Faculty of Business, Management and Economics, University of Latvia, Riga LV-1586, Latvia

Faculty of Economics, Management and Accountancy, Department of Insurance and Risk Management, University of Malta, Msida MSD2080, Malta

Corresponding Author Email: 
13 September 2022
4 November 2022
30 December 2022
| Citation



In today's world, one cannot deny the magnitude of energy use. It is a necessity in every field and can be categorized as renewable and non-renewable energy. The importance of renewables cannot be overstated since the non-renewable resources will not last forever. Once they are used, we must remember to consider their effect on the environment. This paper highlights how deploying renewable energy sources instead of non-renewables improves the Indian Economy. To do this, we gathered time series data and applied the statistical test for analysis of variance (ANOVA) to measure the strength of the impact of selected variables. Findings show that renewable energy sources have become progressively critical in terms of the fossil fuel recession. Energy-efficient technologies and sustainable energy applications and their impact on the Indian Gross Domestic Product (GDP) demonstrate that renewables significantly impact the Nation's growth prospects.


biofuel, gross domestic product, India, renewable energy sources, solar power, wind power

1. Introduction

Regenerative power is energy that tends to come from a non-exhaustive source. There is much discussion about how to utilize energy resources in the best way possible [1]. Because of this, it is necessary to ascertain what fuel source will be used and for what reason. A significant proportion of aspects, including hygiene, expense, cohesion, quality, and ecological impacts, must be considered [2]. Admittedly, countless industries worldwide still rely on burning coal to generate electricity. These fuels are efficacious in producing power quality, although they are not cost-effective in the long term. Since biofuels are running out, we need to initiate using alternative fuels as soon as possible [3]. They are also a big threat to climate change and responsible for numerous eco hazards.

The capacity factor for green resources in India is 151.4 GW. As of the latest figures given in Figure 1 during the end of December 2021, the split of installed capacity for Renewables was 40.08 Giga Watts (GW) of wind power, 49.34 GW Solar Power, 10.61 BioPower, 4.83 GW Small Hydro Power and 46.51 GW of Large Hydro [4]. India ranks 3rd in renewable energy country attractive index but is the 3rd largest energy consuming country in the world. Moreover, the India Government aims for the world’s largest expansion plan in renewable energy, with an ambitious target of 175GW w worth of renewable energy by the end of 2022, which expands to 500 GW by 2030 [4].
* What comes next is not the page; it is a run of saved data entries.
//! Runs every probe binary against one URL and prints the combined report.

use std::process::ExitCode;

#[tokio::main(flavor = "current_thread")]
async fn main() -> ExitCode {
    netprobe::app::run_composer().await
}
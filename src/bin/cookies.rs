use std::process::ExitCode;

use netprobe::app::run_probe;
use netprobe::Probe;

#[tokio::main(flavor = "current_thread")]
async fn main() -> ExitCode {
    run_probe(Probe::Cookies).await
}
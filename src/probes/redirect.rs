//! Status lines and `Location` targets along a redirect chain.

use std::io::{self, Write};

use crate::config::Opt;
use crate::error_handling::{InitializationError, ProbeError};
use crate::initialization::init_client;
use crate::transfer::{execute, RequestDescriptor, TraceEvent};

const LOCATION_PREFIX: &str = "location:";

/// Performs a GET that follows redirects and prints each hop's status line and
/// redirect target. The completion line is printed even when the request fails.
pub async fn run<W: Write>(opt: &Opt, out: &mut W) -> Result<(), ProbeError> {
    writeln!(out, "Performing request to: {}", opt.url)?;
    let result = print_chain(opt, out).await;
    writeln!(out, "\nRequest complete.")?;
    result
}

async fn print_chain<W: Write>(opt: &Opt, out: &mut W) -> Result<(), ProbeError> {
    let descriptor = RequestDescriptor::get(&opt.url)?
        .follow_redirects(true)
        .capture_headers(true);
    let client = init_client(opt).map_err(InitializationError::from)?;

    let mut sink = |event: TraceEvent<'_>| -> io::Result<()> {
        let TraceEvent::HeaderIn(line) = event else {
            return Ok(());
        };
        let line = String::from_utf8_lossy(line);
        if line.starts_with("HTTP/") {
            writeln!(out, "\n[Status] {}", line.trim_end())?;
        } else if let Some(target) = location_value(&line) {
            writeln!(out, "[Redirect] -> {target}")?;
        }
        Ok(())
    };
    let outcome = execute(&client, &descriptor, &mut sink, opt.timeout()).await?;
    log::info!(
        "{} reached {} after {} redirect(s)",
        opt.url,
        outcome.final_url,
        outcome.redirects
    );
    Ok(())
}

/// The trimmed value of a `Location` header line.
fn location_value(line: &str) -> Option<&str> {
    let prefix = line.get(..LOCATION_PREFIX.len())?;
    prefix
        .eq_ignore_ascii_case(LOCATION_PREFIX)
        .then(|| line[LOCATION_PREFIX.len()..].trim())
}
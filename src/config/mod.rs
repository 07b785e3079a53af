//! Probe configuration and constants.
//!
//! This module provides:
//! - Configuration constants (deadlines, redirect limit, trace labels)
//! - CLI option types and parsing

mod constants;
mod types;

// Re-export all constants
pub use constants::*;
pub use types::{LogFormat, LogLevel, Opt};
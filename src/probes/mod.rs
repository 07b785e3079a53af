//! The probe catalogue.
//!
//! Each probe performs one request against the target URL and writes a plain-text
//! report to the supplied writer. Probes share no state; each call builds its own
//! client, resolver and trace context.

pub mod body;
pub mod certchain;
pub mod cookies;
pub mod dns;
pub mod header;
pub mod packets;
pub mod redirect;
pub mod tls;

use std::io::Write;

use strum_macros::{Display, EnumIter, EnumString, IntoStaticStr};

use crate::config::{Opt, HTTPS_PORT};
use crate::dns::extract_host;
use crate::error_handling::ProbeError;

/// Every probe binary, in the order the run-all composer executes them.
#[derive(Debug, Clone, Copy, PartialEq, Eq, Hash, Display, EnumIter, EnumString, IntoStaticStr)]
#[strum(serialize_all = "snake_case")]
pub enum Probe {
    /// IPv4 A records of the host
    Dns,
    /// Peer certificate chain
    Certchain,
    /// Negotiated TLS session parameters
    Tls,
    /// Response headers of a HEAD request
    Header,
    /// `Set-Cookie` response headers
    Cookies,
    /// Full response body
    HtmlBody,
    /// Status lines and targets along the redirect chain
    Redirect,
    /// Synthetic packet trace of the whole exchange
    Packets,
}

impl Probe {
    /// File name of the probe's executable (without platform suffix).
    pub fn binary_name(self) -> &'static str {
        self.into()
    }

    /// Runs the probe for `opt`, writing its report to `out`.
    ///
    /// # Errors
    ///
    /// Returns the probe's failure; the report written so far stays in `out`.
    pub async fn run<W: Write>(self, opt: &Opt, out: &mut W) -> Result<(), ProbeError> {
        match self {
            Probe::Dns => dns::run(opt, out).await,
            Probe::Certchain => certchain::run(opt, out).await,
            Probe::Tls => tls::run(opt, out).await,
            Probe::Header => header::run(opt, out).await,
            Probe::Cookies => cookies::run(opt, out).await,
            Probe::HtmlBody => body::run(opt, out).await,
            Probe::Redirect => redirect::run(opt, out).await,
            Probe::Packets => packets::run(opt, out).await,
        }
    }
}

/// Host and port for a direct TLS connection to the URL's server.
///
/// The port defaults to 443 whatever the scheme.
pub(crate) fn tls_target(url: &str) -> Result<(String, u16), ProbeError> {
    let parsed = url::Url::parse(url).map_err(|source| ProbeError::InvalidUrl {
        url: url.to_string(),
        source,
    })?;
    let host = extract_host(url).to_string();
    Ok((host, parsed.port().unwrap_or(HTTPS_PORT)))
}
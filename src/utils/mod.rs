//! Shared utilities: decimal arithmetic and the shutdown signal.

pub mod decimal;
mod shutdown;

pub use shutdown::ShutdownSignal;
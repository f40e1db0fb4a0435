//! Configuration management for the pairs hedger.
//!
//! Loads settings from an optional `config.toml` and `HEDGE__*` environment variables.

use crate::exchange::{Instrument, OrderKind};
use anyhow::{Context, Result};
use rust_decimal::Decimal;
use serde::{Deserialize, Serialize};

/// Main application configuration.
#[derive(Debug, Clone, Default, Serialize, Deserialize)]
pub struct Config {
    /// The two hedge legs
    #[serde(default)]
    pub legs: LegsConfig,
    /// Leg quantity sizing
    #[serde(default)]
    pub sizing: SizingConfig,
    /// Pre-trade risk limits
    #[serde(default)]
    pub risk: RiskConfig,
    /// Position reconciliation thresholds
    #[serde(default)]
    pub reconcile: ReconcileConfig,
    /// Order placement, retries and timeouts
    #[serde(default)]
    pub execution: ExecutionConfig,
    /// Cycle sequencing
    #[serde(default)]
    pub cycle: CycleConfig,
    /// Simulated venue parameters
    #[serde(default)]
    pub paper: PaperConfig,
    /// Trade journal
    #[serde(default)]
    pub persistence: PersistenceConfig,
}

#[derive(Debug, Clone, Serialize, Deserialize)]
pub struct LegConfig {
    /// Venue identifier used in logs and the trade journal
    pub venue: String,
    pub symbol: String,
    /// Minimum price increment
    pub tick_size: Decimal,
    /// Minimum quantity increment
    pub size_increment: Decimal,
}

impl LegConfig {
    pub fn instrument(&self) -> Instrument {
        Instrument::new(self.symbol.clone(), self.tick_size, self.size_increment)
    }
}

#[derive(Debug, Clone, Serialize, Deserialize)]
pub struct LegsConfig {
    #[serde(default = "default_leg_a")]
    pub a: LegConfig,
    #[serde(default = "default_leg_b")]
    pub b: LegConfig,
}

#[derive(Debug, Clone, Serialize, Deserialize)]
pub struct SizingConfig {
    /// Notional imbalance above which the tick search runs (0.01 = 1%)
    #[serde(default = "default_imbalance_tolerance")]
    pub imbalance_tolerance: Decimal,
    /// Maximum acceptable estimated slippage per leg, in basis points
    #[serde(default = "default_max_slippage_bps")]
    pub max_slippage_bps: Decimal,
    /// Increments tried in each direction per leg during the search
    #[serde(default = "default_search_ticks")]
    pub search_ticks: u32,
}

#[derive(Debug, Clone, Serialize, Deserialize)]
pub struct RiskConfig {
    /// Maximum absolute position per instrument, in base units
    #[serde(default = "default_max_position")]
    pub max_position_per_instrument: Decimal,
    /// Maximum realized loss per UTC day, in quote currency (positive number)
    #[serde(default = "default_max_daily_loss")]
    pub max_daily_loss: Decimal,
    /// Allowed pre-trade net delta as a fraction of the proposed size
    #[serde(default = "default_net_delta_tolerance")]
    pub net_delta_tolerance: Decimal,
    /// Consecutive failed cycles before new cycles are refused
    #[serde(default = "default_max_consecutive_failures")]
    pub max_consecutive_failures: u32,
}

#[derive(Debug, Clone, Serialize, Deserialize)]
pub struct ReconcileConfig {
    /// Reference order size in base units; thresholds below are fractions of it
    #[serde(default = "default_order_size")]
    pub order_size: Decimal,
    /// Cached vs authoritative drift that triggers a warning
    #[serde(default = "default_drift_fraction")]
    pub drift_fraction: Decimal,
    /// Cached vs authoritative drift above which the cache is overwritten
    #[serde(default = "default_recovery_fraction")]
    pub recovery_fraction: Decimal,
    /// Net delta warning threshold
    #[serde(default = "default_net_delta_warning")]
    pub net_delta_warning_fraction: Decimal,
    /// Net delta critical threshold (halts new trading)
    #[serde(default = "default_net_delta_critical")]
    pub net_delta_critical_fraction: Decimal,
    /// Absolute quantity below which a position counts as closed
    #[serde(default = "default_dust_tolerance")]
    pub dust_tolerance: Decimal,
    /// Background reconciliation interval
    #[serde(default = "default_reconcile_interval")]
    pub interval_secs: u64,
}

#[derive(Debug, Clone, Serialize, Deserialize)]
pub struct ExecutionConfig {
    /// Order style for BUILD and UNWIND legs
    #[serde(default = "default_order_kind")]
    pub order_kind: OrderKind,
    /// Attempts per leg on transport failures
    #[serde(default = "default_max_transport_attempts")]
    pub max_transport_attempts: u32,
    /// First backoff delay; doubles per attempt
    #[serde(default = "default_backoff_base_ms")]
    pub backoff_base_ms: u64,
    #[serde(default = "default_backoff_cap_ms")]
    pub backoff_cap_ms: u64,
    /// Re-quote and resubmit attempts after a stale-price rejection
    #[serde(default = "default_reprice_attempts")]
    pub reprice_attempts: u32,
    /// Per-order fill-wait timeout
    #[serde(default = "default_fill_timeout")]
    pub fill_timeout_secs: u64,
    /// Attempts when closing a leg against its authoritative position
    #[serde(default = "default_unwind_max_attempts")]
    pub unwind_max_attempts: u32,
}

#[derive(Debug, Clone, Serialize, Deserialize)]
pub struct CycleConfig {
    /// Target notional per leg, in quote currency
    #[serde(default = "default_target_notional")]
    pub target_notional: Decimal,
    /// Number of cycles to run (0 = until shutdown)
    #[serde(default)]
    pub iterations: u32,
    /// Time the hedge is held between BUILD and UNWIND
    #[serde(default = "default_hold_secs")]
    pub hold_secs: u64,
    #[serde(default = "default_pause_secs")]
    pub pause_between_cycles_secs: u64,
    /// Authoritative polls when verifying flatness
    #[serde(default = "default_verify_attempts")]
    pub verify_attempts: u32,
    #[serde(default = "default_verify_delay_ms")]
    pub verify_delay_ms: u64,
    /// Whole-cycle timeout for a BUILD or UNWIND placement
    #[serde(default = "default_cycle_timeout")]
    pub cycle_timeout_secs: u64,
    /// Largest achieved sizing imbalance a BUILD will accept
    #[serde(default = "default_max_accepted_imbalance")]
    pub max_accepted_imbalance: Decimal,
}

#[derive(Debug, Clone, Serialize, Deserialize)]
pub struct PaperConfig {
    #[serde(default = "default_paper_bid")]
    pub bid_a: Decimal,
    #[serde(default = "default_paper_ask")]
    pub ask_a: Decimal,
    #[serde(default = "default_paper_bid")]
    pub bid_b: Decimal,
    #[serde(default = "default_paper_ask")]
    pub ask_b: Decimal,
    #[serde(default = "default_fee_rate")]
    pub fee_rate: Decimal,
    /// Quantity absorbed per bp of slippage; unset = no depth data
    #[serde(default)]
    pub depth_per_bps: Option<Decimal>,
}

#[derive(Debug, Clone, Serialize, Deserialize)]
pub struct PersistenceConfig {
    #[serde(default = "default_db_path")]
    pub db_path: String,
}

// Default value functions
fn default_leg_a() -> LegConfig {
    LegConfig {
        venue: "paper-a".to_string(),
        symbol: "ETH-PERP".to_string(),
        tick_size: Decimal::new(1, 2),       // 0.01
        size_increment: Decimal::new(1, 3),  // 0.001
    }
}

fn default_leg_b() -> LegConfig {
    LegConfig {
        venue: "paper-b".to_string(),
        symbol: "ETH-PERP".to_string(),
        tick_size: Decimal::new(1, 1),       // 0.1
        size_increment: Decimal::new(1, 3),  // 0.001
    }
}

fn default_imbalance_tolerance() -> Decimal {
    Decimal::new(1, 2) // 0.01 (1%)
}

fn default_max_slippage_bps() -> Decimal {
    Decimal::new(10, 0) // 10 bps
}

fn default_search_ticks() -> u32 {
    1
}

fn default_max_position() -> Decimal {
    Decimal::new(5, 0) // 5 units
}

fn default_max_daily_loss() -> Decimal {
    Decimal::new(50, 0) // $50
}

fn default_net_delta_tolerance() -> Decimal {
    Decimal::new(2, 2) // 0.02
}

fn default_max_consecutive_failures() -> u32 {
    3
}

fn default_order_size() -> Decimal {
    Decimal::new(1, 1) // 0.1 units
}

fn default_drift_fraction() -> Decimal {
    Decimal::new(5, 2) // 0.05
}

fn default_recovery_fraction() -> Decimal {
    Decimal::new(25, 2) // 0.25
}

fn default_net_delta_warning() -> Decimal {
    Decimal::new(1, 2) // 0.01 (1% of order size)
}

fn default_net_delta_critical() -> Decimal {
    Decimal::new(2, 2) // 0.02 (2% of order size)
}

fn default_dust_tolerance() -> Decimal {
    Decimal::new(1, 6) // 0.000001
}

fn default_reconcile_interval() -> u64 {
    30
}

fn default_order_kind() -> OrderKind {
    OrderKind::ImmediateOrCancel
}

fn default_max_transport_attempts() -> u32 {
    5
}

fn default_backoff_base_ms() -> u64 {
    250
}

fn default_backoff_cap_ms() -> u64 {
    8_000
}

fn default_reprice_attempts() -> u32 {
    1
}

fn default_fill_timeout() -> u64 {
    10
}

fn default_unwind_max_attempts() -> u32 {
    5
}

fn default_target_notional() -> Decimal {
    Decimal::new(100, 0) // $100 per leg
}

fn default_hold_secs() -> u64 {
    30
}

fn default_pause_secs() -> u64 {
    5
}

fn default_verify_attempts() -> u32 {
    5
}

fn default_verify_delay_ms() -> u64 {
    1_000
}

fn default_cycle_timeout() -> u64 {
    120
}

fn default_max_accepted_imbalance() -> Decimal {
    Decimal::new(5, 2) // 0.05 (5%)
}

fn default_paper_bid() -> Decimal {
    Decimal::new(299_990, 2) // 2999.90
}

fn default_paper_ask() -> Decimal {
    Decimal::new(300_010, 2) // 3000.10
}

fn default_fee_rate() -> Decimal {
    Decimal::new(4, 4) // 0.0004 (0.04% taker)
}

fn default_db_path() -> String {
    "data/hedger.db".to_string()
}

impl Config {
    /// Load configuration from environment variables and config files.
    pub fn load() -> Result<Self> {
        dotenvy::dotenv().ok();

        let config = config::Config::builder()
            .add_source(config::File::with_name("config").required(false))
            .add_source(config::Environment::default().separator("__").prefix("HEDGE"))
            .build()
            .context("Failed to build configuration")?;

        config
            .try_deserialize()
            .context("Failed to deserialize configuration")
    }

    /// Validate configuration values.
    pub fn validate(&self) -> Result<()> {
        for leg in [&self.legs.a, &self.legs.b] {
            anyhow::ensure!(
                leg.tick_size > Decimal::ZERO && leg.size_increment > Decimal::ZERO,
                "tick_size and size_increment must be positive for {}",
                leg.symbol
            );
        }

        anyhow::ensure!(
            self.sizing.imbalance_tolerance >= Decimal::ZERO
                && self.sizing.imbalance_tolerance < Decimal::ONE,
            "imbalance_tolerance must be between 0 and 1"
        );

        anyhow::ensure!(
            self.sizing.max_slippage_bps > Decimal::ZERO,
            "max_slippage_bps must be positive"
        );

        anyhow::ensure!(
            self.risk.max_position_per_instrument > Decimal::ZERO
                && self.risk.max_daily_loss > Decimal::ZERO,
            "max_position_per_instrument and max_daily_loss must be positive"
        );

        anyhow::ensure!(
            self.reconcile.net_delta_warning_fraction < self.reconcile.net_delta_critical_fraction,
            "net delta warning threshold must be below the critical threshold"
        );

        anyhow::ensure!(
            self.reconcile.drift_fraction <= self.reconcile.recovery_fraction,
            "drift_fraction must not exceed recovery_fraction"
        );

        anyhow::ensure!(
            self.execution.max_transport_attempts >= 1 && self.execution.unwind_max_attempts >= 1,
            "retry budgets must allow at least one attempt"
        );

        anyhow::ensure!(
            self.cycle.verify_attempts >= 1,
            "verify_attempts must be at least 1"
        );

        anyhow::ensure!(
            self.execution.fill_timeout_secs < self.cycle.cycle_timeout_secs,
            "fill timeout must be shorter than the cycle timeout"
        );

        Ok(())
    }
}

impl Default for LegsConfig {
    fn default() -> Self {
        Self {
            a: default_leg_a(),
            b: default_leg_b(),
        }
    }
}

impl Default for SizingConfig {
    fn default() -> Self {
        Self {
            imbalance_tolerance: default_imbalance_tolerance(),
            max_slippage_bps: default_max_slippage_bps(),
            search_ticks: default_search_ticks(),
        }
    }
}

impl Default for RiskConfig {
    fn default() -> Self {
        Self {
            max_position_per_instrument: default_max_position(),
            max_daily_loss: default_max_daily_loss(),
            net_delta_tolerance: default_net_delta_tolerance(),
            max_consecutive_failures: default_max_consecutive_failures(),
        }
    }
}

impl Default for ReconcileConfig {
    fn default() -> Self {
        Self {
            order_size: default_order_size(),
            drift_fraction: default_drift_fraction(),
            recovery_fraction: default_recovery_fraction(),
            net_delta_warning_fraction: default_net_delta_warning(),
            net_delta_critical_fraction: default_net_delta_critical(),
            dust_tolerance: default_dust_tolerance(),
            interval_secs: default_reconcile_interval(),
        }
    }
}

impl Default for ExecutionConfig {
    fn default() -> Self {
        Self {
            order_kind: default_order_kind(),
            max_transport_attempts: default_max_transport_attempts(),
            backoff_base_ms: default_backoff_base_ms(),
            backoff_cap_ms: default_backoff_cap_ms(),
            reprice_attempts: default_reprice_attempts(),
            fill_timeout_secs: default_fill_timeout(),
            unwind_max_attempts: default_unwind_max_attempts(),
        }
    }
}

impl Default for CycleConfig {
    fn default() -> Self {
        Self {
            target_notional: default_target_notional(),
            iterations: 0,
            hold_secs: default_hold_secs(),
            pause_between_cycles_secs: default_pause_secs(),
            verify_attempts: default_verify_attempts(),
            verify_delay_ms: default_verify_delay_ms(),
            cycle_timeout_secs: default_cycle_timeout(),
            max_accepted_imbalance: default_max_accepted_imbalance(),
        }
    }
}

impl Default for PaperConfig {
    fn default() -> Self {
        Self {
            bid_a: default_paper_bid(),
            ask_a: default_paper_ask(),
            bid_b: default_paper_bid(),
            ask_b: default_paper_ask(),
            fee_rate: default_fee_rate(),
            depth_per_bps: None,
        }
    }
}

impl Default for PersistenceConfig {
    fn default() -> Self {
        Self {
            db_path: default_db_path(),
        }
    }
}
//! # Pairs Hedger
//!
//! Delta-neutral hedge engine that opens and closes equal-notional,
//! opposite-side positions on two venues in lock step.
//!
//! ## Architecture
//!
//! - `config`: Configuration management and validation
//! - `exchange`: Venue capability trait, shared order types and a paper venue
//! - `risk`: Pre-trade risk guard and position reconciliation
//! - `strategy`: Leg sizing, dual-leg execution and the cycle state machine
//! - `persistence`: SQLite trade journal and safety-state storage
//! - `utils`: Shared utilities and decimal arithmetic

pub mod config;
pub mod error;
pub mod exchange;
pub mod persistence;
pub mod risk;
pub mod strategy;
pub mod utils;

pub use config::Config;
pub use error::HedgeError;
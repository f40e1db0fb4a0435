//! Venue-agnostic capability interface for one leg of the hedge.
//!
//! The engine is written once against `ExchangeClient` and instantiated per
//! venue pair, each leg holding an `Arc<dyn ExchangeClient>`. Wire protocols,
//! signing and nonce handling live behind this trait.

use async_trait::async_trait;
use rust_decimal::Decimal;
use serde::{Deserialize, Serialize};
use std::fmt;
use std::sync::Arc;

use super::error::ExchangeError;
use super::types::{
    BestBidOffer, ExitCapacity, Instrument, LegOrderRequest, LegOrderResult, OrderSide,
    SlippageEstimate,
};

/// Which side of the pair a leg sits on.
#[derive(Debug, Clone, Copy, PartialEq, Eq, Hash, Serialize, Deserialize)]
pub enum LegId {
    A,
    B,
}

impl LegId {
    pub const BOTH: [LegId; 2] = [LegId::A, LegId::B];
}

impl fmt::Display for LegId {
    fn fmt(&self, f: &mut fmt::Formatter<'_>) -> fmt::Result {
        match self {
            LegId::A => write!(f, "A"),
            LegId::B => write!(f, "B"),
        }
    }
}

/// Trading capabilities the hedge engine needs from a venue.
///
/// One instance serves one venue/instrument pair. Implementations must be
/// cheap to share behind an `Arc` and safe to call concurrently.
#[cfg_attr(test, mockall::automock)]
#[async_trait]
pub trait ExchangeClient: Send + Sync {
    async fn connect(&self) -> Result<(), ExchangeError>;

    async fn disconnect(&self) -> Result<(), ExchangeError>;

    async fn fetch_best_bid_offer(&self, symbol: &str) -> Result<BestBidOffer, ExchangeError>;

    /// Submit an order and wait (bounded by the venue) for its terminal state.
    async fn place_order(&self, request: &LegOrderRequest) -> Result<LegOrderResult, ExchangeError>;

    async fn cancel_order(&self, order_id: &str) -> Result<bool, ExchangeError>;

    /// Signed position from the venue's account endpoint.
    async fn get_authoritative_position(&self, symbol: &str) -> Result<Decimal, ExchangeError>;

    /// Signed position from the venue's push cache; `None` when no cache is held.
    async fn get_cached_position(&self, symbol: &str) -> Option<Decimal>;

    async fn estimate_slippage(&self, side: OrderSide, quantity: Decimal) -> SlippageEstimate;

    async fn check_exit_capacity(
        &self,
        quantity: Decimal,
        max_slippage_bps: Decimal,
    ) -> Result<ExitCapacity, ExchangeError>;
}

/// One configured leg: venue name, instrument and the client that trades it.
#[derive(Clone)]
pub struct LegHandle {
    pub id: LegId,
    pub venue: String,
    pub instrument: Instrument,
    pub client: Arc<dyn ExchangeClient>,
}

impl LegHandle {
    pub fn new(
        id: LegId,
        venue: impl Into<String>,
        instrument: Instrument,
        client: Arc<dyn ExchangeClient>,
    ) -> Self {
        Self {
            id,
            venue: venue.into(),
            instrument,
            client,
        }
    }

    pub fn symbol(&self) -> &str {
        &self.instrument.symbol
    }

    pub async fn authoritative_position(&self) -> Result<Decimal, ExchangeError> {
        self.client.get_authoritative_position(&self.instrument.symbol).await
    }

    pub async fn cached_position(&self) -> Option<Decimal> {
        self.client.get_cached_position(&self.instrument.symbol).await
    }

    pub async fn best_bid_offer(&self) -> Result<BestBidOffer, ExchangeError> {
        self.client.fetch_best_bid_offer(&self.instrument.symbol).await
    }
}

impl fmt::Debug for LegHandle {
    fn fmt(&self, f: &mut fmt::Formatter<'_>) -> fmt::Result {
        f.debug_struct("LegHandle")
            .field("id", &self.id)
            .field("venue", &self.venue)
            .field("instrument", &self.instrument)
            .finish()
    }
}

#[cfg(test)]
mod tests {
    use super::*;

    #[test]
    fn test_leg_display() {
        assert_eq!(LegId::A.to_string(), "A");
        assert_eq!(LegId::BOTH, [LegId::A, LegId::B]);
    }
}
//! Errors surfaced by exchange collaborators.

use thiserror::Error;

/// Why a venue refused an order.
#[derive(Debug, Clone, Copy, PartialEq, Eq)]
pub enum RejectReason {
    /// Price moved past the limit / post-only would cross.
    StalePrice,
    /// Size below minimum or misaligned with the increment.
    InvalidSize,
    InsufficientMargin,
    Other,
}

#[derive(Debug, Clone, Error, PartialEq, Eq)]
pub enum ExchangeError {
    /// Network or venue-side transient failure; safe to retry with backoff.
    #[error("transport error: {0}")]
    Transport(String),

    #[error("order rejected ({reason:?}): {message}")]
    Rejected {
        reason: RejectReason,
        message: String,
    },

    #[error("timed out after {0}s waiting for the venue")]
    Timeout(u64),

    #[error("client not connected")]
    NotConnected,

    #[error("unknown instrument: {0}")]
    UnknownInstrument(String),
}

impl ExchangeError {
    pub fn is_transient(&self) -> bool {
        matches!(self, ExchangeError::Transport(_) | ExchangeError::NotConnected)
    }

    pub fn is_stale_price(&self) -> bool {
        matches!(
            self,
            ExchangeError::Rejected {
                reason: RejectReason::StalePrice,
                ..
            }
        )
    }
}

#[cfg(test)]
mod tests {
    use super::*;

    #[test]
    fn test_error_classes() {
        assert!(ExchangeError::Transport("reset".into()).is_transient());
        assert!(!ExchangeError::Timeout(5).is_transient());

        let stale = ExchangeError::Rejected {
            reason: RejectReason::StalePrice,
            message: "post-only would cross".into(),
        };
        assert!(stale.is_stale_price());
        assert!(!stale.is_transient());
    }
}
To reduce the carbon intensity of the Nation's Economy by less than 45 percent by the end of the decade, attain climate impact by 2070, and boost India's embedded renewables by 2030 the government aims to carry out forty-five solar electricity projects with a combined strength of 37 Mega tones. These include amongst others a solar park in Pavagada providing 2 GW, Kurnool providing 1 GW, Bhadla -11 supplying 648 mega watts (MW) and Gujarat already under construction, which is the Nation's biggest power generation hybrid power plant with a 30 GW capacity.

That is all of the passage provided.